To T. H. Huxley   2 September [1854]

Down Farnborough Kent

Sept. 2d.

My dear Sir

My second volume on the everlasting Barnacles is at last published, & I will do myself the pleasure of sending you a copy to Jermyn St1 next Thursday, as I have to send another book there to Mr. Baily.—2

And now I want to ask you a favour namely to answer me two questions. As you are so perfectly familiar with the doings &c of all continental naturalists, I want you to tell me a few names of those whom you think wd. care for my volume. I do not mean in the light of puffing my book, but I want not to send copies to those who from other studies, age &c &c wd view it as waste paper.— From assistance rendered me, I consider myself bound to send copies to

  • 1. Bosquet of Maestricht
  • 2. Milne Edwards
  • 3 Dana.
  • 4 Agassiz
  • 5 Muller
  • 6. W. Dunker of Hesse Cassel (?)3

Now I have 5 or 6 other copies to distribute & will you be so very kind as to help me?

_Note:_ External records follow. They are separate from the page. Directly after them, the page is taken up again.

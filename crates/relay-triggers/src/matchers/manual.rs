//! User-initiated pipeline starts. The trigger travels inside the event.

use super::{TriggerMatcher, content_as};
use relay_core::{Event, Pipeline, Result, Trigger};
use serde::Deserialize;

#[derive(Debug, Clone, Default, Deserialize)]
#[serde(rename_all = "camelCase")]
pub struct ManualEvent {
    pub application: String,
    pub pipeline_name_or_id: String,
    #[serde(default)]
    pub trigger: Trigger,
    #[serde(skip)]
    pub event_id: Option<String>,
}

#[derive(Debug, Default, Clone, Copy)]
pub struct ManualMatcher;

impl TriggerMatcher for ManualMatcher {
    type Event = ManualEvent;

    fn name(&self) -> &'static str {
        "manual"
    }

    fn applies(&self, category: &str) -> bool {
        category.eq_ignore_ascii_case("manual")
    }

    fn convert(&self, event: &Event) -> Result<ManualEvent> {
        let mut manual: ManualEvent = content_as("manual", event)?;
        manual.event_id = event.event_id.clone();
        Ok(manual)
    }

    fn is_well_formed(&self, _trigger: &Trigger) -> bool {
        true
    }

    fn matches(&self, event: &ManualEvent, pipeline: &Pipeline, _trigger: &Trigger) -> Result<bool> {
        Ok(pipeline.application == event.application && pipeline.is_named(&event.pipeline_name_or_id))
    }

    /// Notifications of the pipeline and the trigger are merged, and the
    /// caller's identity is propagated to the execution.
    fn build(&self, pipeline: &Pipeline, trigger: &Trigger, event: &ManualEvent) -> Result<Pipeline> {
        let mut notifications = pipeline.notifications.clone();
        notifications.extend(trigger.notifications.iter().flatten().cloned());

        let mut bound = trigger.at_propagate_auth(true);
        if bound.event_id.is_none() {
            bound = bound.at_event_id(event.event_id.clone());
        }

        Ok(pipeline.with_trigger(bound).with_notifications(notifications))
    }

    /// Only the embedded trigger is considered; the pipeline's own triggers
    /// and the artifact constraints do not apply.
    fn match_pipeline(&self, event: &ManualEvent, pipeline: &Pipeline) -> Result<Option<Pipeline>> {
        if pipeline.disabled || !self.matches(event, pipeline, &event.trigger)? {
            return Ok(None);
        }
        self.build(pipeline, &event.trigger, event).map(Some)
    }
}
//! Tagged counters and gauges.
//!
//! A lock-free registry keyed by metric name plus a sorted tag set. Handles are
//! `Arc`s, so hot paths can keep one around instead of looking it up again.

use dashmap::DashMap;
use std::fmt;
use std::sync::Arc;
use std::sync::atomic::{AtomicU64, Ordering};

/// Metric name plus its tags, sorted by key.
#[derive(Debug, Clone, PartialEq, Eq, Hash, PartialOrd, Ord)]
pub struct MetricId {
    pub name: String,
    pub tags: Vec<(String, String)>,
}

impl MetricId {
    pub fn new(name: &str, tags: &[(&str, &str)]) -> Self {
        let mut tags: Vec<(String, String)> = tags
            .iter()
            .map(|(k, v)| (k.to_string(), v.to_string()))
            .collect();
        tags.sort();
        Self {
            name: name.to_string(),
            tags,
        }
    }

    pub fn tag(&self, key: &str) -> Option<&str> {
        self.tags
            .iter()
            .find(|(k, _)| k == key)
            .map(|(_, v)| v.as_str())
    }
}

impl fmt::Display for MetricId {
    fn fmt(&self, f: &mut fmt::Formatter<'_>) -> fmt::Result {
        f.write_str(&self.name)?;
        if !self.tags.is_empty() {
            let tags: Vec<String> = self.tags.iter().map(|(k, v)| format!("{k}={v}")).collect();
            write!(f, "{{{}}}", tags.join(","))?;
        }
        Ok(())
    }
}

#[derive(Debug, Default)]
pub struct Counter(AtomicU64);

impl Counter {
    pub fn increment(&self) {
        self.add(1);
    }

    pub fn add(&self, n: u64) {
        self.0.fetch_add(n, Ordering::Relaxed);
    }

    pub fn get(&self) -> u64 {
        self.0.load(Ordering::Relaxed)
    }
}

#[derive(Debug, Default)]
pub struct Gauge(AtomicU64);

impl Gauge {
    pub fn set(&self, value: u64) {
        self.0.store(value, Ordering::Relaxed);
    }

    pub fn get(&self) -> u64 {
        self.0.load(Ordering::Relaxed)
    }
}

/// A point-in-time reading of one metric.
#[derive(Debug, Clone, PartialEq, Eq)]
pub struct MetricSample {
    pub id: MetricId,
    pub value: u64,
}

#[derive(Debug, Default)]
pub struct MetricsRegistry {
    counters: DashMap<MetricId, Arc<Counter>>,
    gauges: DashMap<MetricId, Arc<Gauge>>,
}

impl MetricsRegistry {
    pub fn new() -> Arc<Self> {
        Arc::new(Self::default())
    }

    /// Get or create the counter for `name` and `tags`.
    pub fn counter(&self, name: &str, tags: &[(&str, &str)]) -> Arc<Counter> {
        self.counters
            .entry(MetricId::new(name, tags))
            .or_default()
            .clone()
    }

    /// Get or create the gauge for `name` and `tags`.
    pub fn gauge(&self, name: &str, tags: &[(&str, &str)]) -> Arc<Gauge> {
        self.gauges
            .entry(MetricId::new(name, tags))
            .or_default()
            .clone()
    }

    /// Sum of every counter named `name`, across all tag sets.
    pub fn count(&self, name: &str) -> u64 {
        self.counters
            .iter()
            .filter(|entry| entry.key().name == name)
            .map(|entry| entry.value().get())
            .sum()
    }

    /// Counters first, then gauges, each sorted by id.
    pub fn snapshot(&self) -> Vec<MetricSample> {
        let mut counters: Vec<MetricSample> = self
            .counters
            .iter()
            .map(|entry| MetricSample {
                id: entry.key().clone(),
                value: entry.value().get(),
            })
            .collect();
        counters.sort_by(|a, b| a.id.cmp(&b.id));

        let mut gauges: Vec<MetricSample> = self
            .gauges
            .iter()
            .map(|entry| MetricSample {
                id: entry.key().clone(),
                value: entry.value().get(),
            })
            .collect();
        gauges.sort_by(|a, b| a.id.cmp(&b.id));

        counters.extend(gauges);
        counters
    }
}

I had thought of Von Siebold, Loven, d’Orbigny, Kolliker, Sars, Kroyer, &c.4 but I know hardly anything about any of them.—

My second question, it is merely a chance whether you can answer, it is whether I can send these Books or any of them (in some cases accompanied by specimens) through the Royal Society: I have some vague idea of having heard that the Royal Soc. did sometimes thus assist members.—

I have just been reading your Review of the Vestiges,5 & the way you handle a great Professor is really exquisite & inimitable.6 I have been extremely interested on other parts & to my mind it is incomparably the best review I have read on the Vestiges; but I cannot think but that you are rather hard on the poor author. I must think that such a book, if it does no other good, spreads the taste for natural science.—

But I am perhaps no fair judge for I am almost as unorthodox about species as the Vestiges itself, though I hope not quite so unphilosophical. How capitally you analyse his notion about law. I do not know when I have read a review which interested me so much. By Heavens how the blood must have gushed into the capillaries when a certain great man (whom with all his faults I cannot help liking) read it.—7

I am rather sorry you do not think more of Agassizs embryological stages,8 for though I saw how excessively weak the evidence was, I was led to hope in its truth. I had no intention of prosing in this manner when I begun.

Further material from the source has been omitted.